Map Onto Biological Pathways (GenMAPP & MAPPFinder)

Each time I launched GenMAPP, I needed to make sure that the correct Gene Database (.gdb) was loaded.

  • I looked in the lower left-hand corner of the window to see which Gene Database had been selected.
  • If I needed to change the Gene Database, I selected Data > Choose Gene Database. I navigated to the directory C:\GenMAPP 2 Data\Gene Databases and chose the correct one for my species.
  • For the exercise, I needed to download the appropriate Vibrio cholerae Gene Database.
    • Half of the class will use the Vc-Std_External_20090622.gdb Gene Database that was initially created by the Fall 2008 Biological Databases class.
    • Half of the class will use a new Vc-Std_External_20101022.gdb Gene Database that was created by Drs. Dahlquist and Dionisio a year later.
    • The members of a pair should each choose a different gene database.
      • I downloaded the Vc-Std_External_20090622.gdb Gene Database for this exercise.
  • I clicked on the link for the Gene Database to which I was assigned, downloaded the file, and saved it into the folder C:\GenMAPP 2 Data\Gene Databases, and extracted it.

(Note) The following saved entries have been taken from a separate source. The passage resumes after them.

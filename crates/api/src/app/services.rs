//! Infrastructure wiring for the HTTP app.
//!
//! One in-process event store + bus, a command dispatcher, and the read-model
//! projections, with a background subscriber keeping the projections current.

use std::sync::Arc;

use serde_json::Value as JsonValue;
use tracing::warn;

use stockflow_core::{Aggregate, TenantId};
use stockflow_events::{EventBus, EventEnvelope, InMemoryEventBus};
use stockflow_infra::command_dispatcher::{CommandDispatcher, DispatchError};
use stockflow_infra::event_store::{EventStore, InMemoryEventStore, StoredEvent};
use stockflow_infra::projections::{
    DeliveriesProjection, InventoryStockProjection, InvoicesProjection, PickListsProjection,
    SalesOrdersProjection,
    deliveries::DeliveryOrderReadModel,
    inventory_stock::InventoryReadModel,
    invoices::InvoiceReadModel,
    pick_lists::PickListReadModel,
    sales_orders::SalesOrderReadModel,
};
use stockflow_infra::read_model::InMemoryTenantStore;
use stockflow_infra::sequence::{DisplayIdSequence, InMemorySequences};
use stockflow_inventory::{InventoryItem, InventoryItemId};
use stockflow_invoicing::{Invoice, InvoiceCommand, InvoiceEvent, InvoiceId};
use stockflow_orders::{SalesOrder, SalesOrderCommand, SalesOrderId};
use stockflow_picking::{PickList, PickListCommand, PickListId};
use stockflow_shipping::{DeliveryOrder, DeliveryOrderCommand, DeliveryOrderId};

type Bus = InMemoryEventBus<EventEnvelope<JsonValue>>;
type Dispatcher = CommandDispatcher<Arc<InMemoryEventStore>, Arc<Bus>>;
type Store<K, V> = Arc<InMemoryTenantStore<K, V>>;

pub struct AppServices {
    store: Arc<InMemoryEventStore>,
    dispatcher: Dispatcher,
    inventory_projection: Arc<InventoryStockProjection<Store<InventoryItemId, InventoryReadModel>>>,
    orders_projection: Arc<SalesOrdersProjection<Store<SalesOrderId, SalesOrderReadModel>>>,
    pick_lists_projection: Arc<PickListsProjection<Store<PickListId, PickListReadModel>>>,
    deliveries_projection: Arc<DeliveriesProjection<Store<DeliveryOrderId, DeliveryOrderReadModel>>>,
    invoices_projection: Arc<InvoicesProjection<Store<InvoiceId, InvoiceReadModel>>>,
    sequences: Arc<InMemorySequences>,
}

/// Build the service graph and start the projection subscriber.
pub fn build_services() -> AppServices {
    let store = Arc::new(InMemoryEventStore::new());
    let bus: Arc<Bus> = Arc::new(InMemoryEventBus::new());

    let inventory_projection = Arc::new(InventoryStockProjection::new(Arc::new(
        InMemoryTenantStore::new(),
    )));
    let orders_projection = Arc::new(SalesOrdersProjection::new(Arc::new(
        InMemoryTenantStore::new(),
    )));
    let pick_lists_projection = Arc::new(PickListsProjection::new(Arc::new(
        InMemoryTenantStore::new(),
    )));
    let deliveries_projection = Arc::new(DeliveriesProjection::new(Arc::new(
        InMemoryTenantStore::new(),
    )));
    let invoices_projection = Arc::new(InvoicesProjection::new(Arc::new(
        InMemoryTenantStore::new(),
    )));

    // Subscribe before the dispatcher can publish anything.
    let subscription = bus.subscribe();
    {
        let inventory = inventory_projection.clone();
        let orders = orders_projection.clone();
        let pick_lists = pick_lists_projection.clone();
        let deliveries = deliveries_projection.clone();
        let invoices = invoices_projection.clone();
        std::thread::spawn(move || {
            while let Ok(env) = subscription.recv() {
                if let Err(e) = inventory.apply_envelope(&env) {
                    warn!("inventory projection failed: {e}");
                }
                if let Err(e) = orders.apply_envelope(&env) {
                    warn!("orders projection failed: {e}");
                }
                if let Err(e) = pick_lists.apply_envelope(&env) {
                    warn!("pick lists projection failed: {e}");
                }
                if let Err(e) = deliveries.apply_envelope(&env) {
                    warn!("deliveries projection failed: {e}");
                }
                if let Err(e) = invoices.apply_envelope(&env) {
                    warn!("invoices projection failed: {e}");
                }
            }
        });
    }

    let dispatcher = CommandDispatcher::new(store.clone(), bus);

    AppServices {
        store,
        dispatcher,
        inventory_projection,
        orders_projection,
        pick_lists_projection,
        deliveries_projection,
        invoices_projection,
        sequences: Arc::new(InMemorySequences::new()),
    }
}

impl AppServices {
    pub fn next_display_id(&self, prefix: &str) -> String {
        self.sequences.next(prefix)
    }

    // ---- command dispatch, one wrapper per document type ----

    pub fn dispatch_item(
        &self,
        tenant_id: TenantId,
        item_id: InventoryItemId,
        cmd: stockflow_inventory::InventoryCommand,
    ) -> Result<Vec<StoredEvent>, DispatchError> {
        self.dispatcher
            .dispatch(tenant_id, item_id.0, "inventory.item", cmd, |_, id| {
                InventoryItem::empty(InventoryItemId::new(id))
            })
    }

    pub fn dispatch_order(
        &self,
        tenant_id: TenantId,
        order_id: SalesOrderId,
        cmd: SalesOrderCommand,
    ) -> Result<Vec<StoredEvent>, DispatchError> {
        self.dispatcher
            .dispatch(tenant_id, order_id.0, "orders.sales_order", cmd, |_, id| {
                SalesOrder::empty(SalesOrderId::new(id))
            })
    }

    pub fn dispatch_pick_list(
        &self,
        tenant_id: TenantId,
        pick_list_id: PickListId,
        cmd: PickListCommand,
    ) -> Result<Vec<StoredEvent>, DispatchError> {
        self.dispatcher
            .dispatch(tenant_id, pick_list_id.0, "picking.pick_list", cmd, |_, id| {
                PickList::empty(PickListId::new(id))
            })
    }

    pub fn dispatch_delivery(
        &self,
        tenant_id: TenantId,
        delivery_order_id: DeliveryOrderId,
        cmd: DeliveryOrderCommand,
    ) -> Result<Vec<StoredEvent>, DispatchError> {
        self.dispatcher.dispatch(
            tenant_id,
            delivery_order_id.0,
            "shipping.delivery_order",
            cmd,
            |_, id| DeliveryOrder::empty(DeliveryOrderId::new(id)),
        )
    }

    pub fn dispatch_invoice(
        &self,
        tenant_id: TenantId,
        invoice_id: InvoiceId,
        cmd: InvoiceCommand,
    ) -> Result<Vec<StoredEvent>, DispatchError> {
        self.dispatcher
            .dispatch(tenant_id, invoice_id.0, "billing.invoice", cmd, |_, id| {
                Invoice::empty(InvoiceId::new(id))
            })
    }

    // ---- read models ----

    pub fn item_get(&self, tenant_id: TenantId, id: &InventoryItemId) -> Option<InventoryReadModel> {
        self.inventory_projection.get(tenant_id, id)
    }

    pub fn item_list(&self, tenant_id: TenantId) -> Vec<InventoryReadModel> {
        self.inventory_projection.list(tenant_id)
    }

    pub fn order_get(&self, tenant_id: TenantId, id: &SalesOrderId) -> Option<SalesOrderReadModel> {
        self.orders_projection.get(tenant_id, id)
    }

    pub fn order_list(&self, tenant_id: TenantId) -> Vec<SalesOrderReadModel> {
        self.orders_projection.list(tenant_id)
    }

    pub fn pick_list_get(&self, tenant_id: TenantId, id: &PickListId) -> Option<PickListReadModel> {
        self.pick_lists_projection.get(tenant_id, id)
    }

    pub fn pick_list_list(&self, tenant_id: TenantId) -> Vec<PickListReadModel> {
        self.pick_lists_projection.list(tenant_id)
    }

    pub fn delivery_get(
        &self,
        tenant_id: TenantId,
        id: &DeliveryOrderId,
    ) -> Option<DeliveryOrderReadModel> {
        self.deliveries_projection.get(tenant_id, id)
    }

    pub fn delivery_list(&self, tenant_id: TenantId) -> Vec<DeliveryOrderReadModel> {
        self.deliveries_projection.list(tenant_id)
    }

    pub fn invoice_get(&self, tenant_id: TenantId, id: &InvoiceId) -> Option<InvoiceReadModel> {
        self.invoices_projection.get(tenant_id, id)
    }

    pub fn invoice_list(&self, tenant_id: TenantId) -> Vec<InvoiceReadModel> {
        self.invoices_projection.list(tenant_id)
    }

    pub fn invoice_list_open(&self, tenant_id: TenantId) -> Vec<InvoiceReadModel> {
        self.invoices_projection.list_open(tenant_id)
    }

    /// Tenant-scoped audit trail, straight from the event store.
    pub fn events(&self, tenant_id: TenantId) -> Result<Vec<StoredEvent>, DispatchError> {
        self.store.load_tenant(tenant_id).map_err(DispatchError::from)
    }

    /// Rehydrate an invoice snapshot from its stream.
    ///
    /// Used for the cross-document credit-note checks, which need the
    /// authoritative write-side state of both invoices.
    pub fn load_invoice(
        &self,
        tenant_id: TenantId,
        invoice_id: InvoiceId,
    ) -> Result<Option<Invoice>, DispatchError> {
        let history = self.store.load_stream(tenant_id, invoice_id.0)?;
        if history.is_empty() {
            return Ok(None);
        }
        let mut invoice = Invoice::empty(invoice_id);
        for stored in history {
            let ev: InvoiceEvent = serde_json::from_value(stored.payload)
                .map_err(|e| DispatchError::Deserialize(e.to_string()))?;
            invoice.apply(&ev);
        }
        Ok(Some(invoice))
    }
}

#[cfg(test)]
mod tests {
    use super::*;
    use chrono::Utc;
    use rust_decimal_macros::dec;
    use stockflow_core::AggregateId;
    use stockflow_inventory::{AdjustStock, CreateItem, InventoryCommand};

    /// The projection subscriber runs on its own thread; poll briefly.
    fn wait_for<T>(mut probe: impl FnMut() -> Option<T>) -> T {
        for _ in 0..200 {
            if let Some(v) = probe() {
                return v;
            }
            std::thread::sleep(std::time::Duration::from_millis(5));
        }
        panic!("read model did not converge");
    }

    #[test]
    fn dispatched_commands_flow_into_read_models() {
        let services = build_services();
        let tenant_id = TenantId::new();
        let item_id = InventoryItemId::new(AggregateId::new());

        services
            .dispatch_item(
                tenant_id,
                item_id,
                InventoryCommand::CreateItem(CreateItem {
                    tenant_id,
                    item_id,
                    name: "Widget A".to_string(),
                    sku: Some("WID-A".to_string()),
                    unit_price: dec!(50),
                    occurred_at: Utc::now(),
                }),
            )
            .unwrap();
        services
            .dispatch_item(
                tenant_id,
                item_id,
                InventoryCommand::AdjustStock(AdjustStock {
                    tenant_id,
                    item_id,
                    delta: 5,
                    occurred_at: Utc::now(),
                }),
            )
            .unwrap();

        let rm = wait_for(|| {
            services
                .item_get(tenant_id, &item_id)
                .filter(|rm| rm.quantity == 5)
        });
        assert_eq!(rm.name, "Widget A");
        assert_eq!(rm.unit_price, dec!(50));

        // The audit trail carries both committed events.
        let events = services.events(tenant_id).unwrap();
        assert_eq!(events.len(), 2);
        assert_eq!(events[0].event_type, "inventory.item.created");
    }

    #[test]
    fn display_ids_are_sequential_per_prefix() {
        let services = build_services();
        assert_eq!(services.next_display_id("SO"), "SO-1001");
        assert_eq!(services.next_display_id("INV"), "INV-1001");
        assert_eq!(services.next_display_id("SO"), "SO-1002");
    }
}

GenMAPP Expression Dataset Manager Procedure

  • I launched the GenMAPP Program. I checked to make sure the correct Gene Database was loaded.
    • I looked in the lower, left-hand corner of the main GenMAPP Drafting Board window to see the name of the Gene Database that was loaded. If it was not the correct Gene Database or it said "No Gene Database", then went to the Data > Choose Gene Database menu item and selected the Gene Database I needed to perform the analysis.
    • Remember, you and your partner are going to use different versions of the Vibrio cholerae Gene Database for this exercise.
  • I selected the Data menu from the main Drafting Board window and chose Expression Dataset Manager from the drop-down list. The Expression Dataset Manager window opened.
  • I selected New Dataset from the Expression Datasets menu. I selected the tab-delimited text file that I formatted for GenMAPP (.txt) in the procedure above from the file dialog box that appeared.
    • I needed to download my .txt file from the wiki onto my Desktop.
  • The Data Type Specification window appeared. GenMAPP was expecting that I was providing numerical data. If any of my columns had text (character) data, I checked the box next to the field (column) name.
    • The Vibrio data I had been working with did not have any text (character) data in it.
  • I allowed the Expression Dataset Manager to convert my data.
    • This took a few minutes depending on the size of the dataset and the computer’s memory and processor speed. When the process was complete, the converted dataset was active in the Expression Dataset Manager window and the file was saved in the same folder the raw data file was in, named the same except with a .gex extension; for example, MyExperiment.gex.
    • A message appeared saying that the Expression Dataset Manager could not convert one or more lines of data. Lines that generated an error during the conversion of a raw data file were not added to the Expression Dataset. Instead, an exception file was created. The exception file was given the same name as my raw data file with .EX before the extension (e.g., MyExperiment.EX.txt). The exception file contained all of my raw data, with the addition of a column named ~Error~. This column contained either error messages or, if the program found no errors, a single space character.
      • Record the number of errors. For your journal assignment, open the .EX.txt file and use the Data > Filter > Autofilter function to determine what the errors were for the rows that were not converted. Record this information in your individual journal page.
        • Number of errors: 772.
      • It is likely that you will have a different number of errors than your partner who is using a different version of the Vibrio cholerae Gene Database. Which of you has more errors? Why do you think that is? Record your answers in your journal page.
        • I had more errors than my partner does; I had 772 errors and he had only 121 errors. This could be due to the different databases being used between us and since he has a more updated version than me one would expect there to be less errors with the newer version than the older one.
      • Upload your exceptions file: EX.txt to your wiki page.

10/22/15 Protocol

Map Onto Biological Pathways (GenMAPP & MAPPFinder) (continued)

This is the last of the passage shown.